(Data extracted from a collection)
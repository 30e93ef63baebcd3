//! Canonical position lists and the 3D/4D lattice-vector codec.
//!
//! A crystal model addresses sites by a discrete 4D vector: three whole-cell
//! offsets plus a sublattice index into the canonical [`PositionList`] of
//! the unit cell. The [`UnitCellVectorEncoder`] converts between that
//! address form and the continuous coordinate representations.

#![deny(missing_docs)]
#![deny(rustdoc::broken_intra_doc_links)]
#![forbid(unsafe_code)]

pub mod encoder;
pub mod error;
pub mod position_list;
pub mod vector4;

pub use encoder::UnitCellVectorEncoder;
pub use error::EncodeError;
pub use position_list::PositionList;
pub use vector4::LatticeVector4D;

• Task to complete:
Copy down the complete data exactly as supplied.

• Response area:
repository 30e93ef63baebcd3
//! Canonical position lists and the 3D/4D lattice-vector codec.
//!
//! A crystal model addresses sites by a discrete 4D vector: three whole-cell
//! offsets plus a sublattice index into the canonical [`PositionList`] of
//! the unit cell. The [`UnitCellVectorEncoder`] converts between that
//! address form and the continuous coordinate representations.

#![deny(missing_docs)]
#![deny(rustdoc::broken_intra_doc_links)]
#![forbid(unsafe_code)]

pub mod encoder;
pub mod error;
pub mod position_list;
pub mod vector4;

pub use encoder::UnitCellVectorEncoder;
pub use error::EncodeError;
pub use position_list::PositionList;
pub use vector4::LatticeVector4D;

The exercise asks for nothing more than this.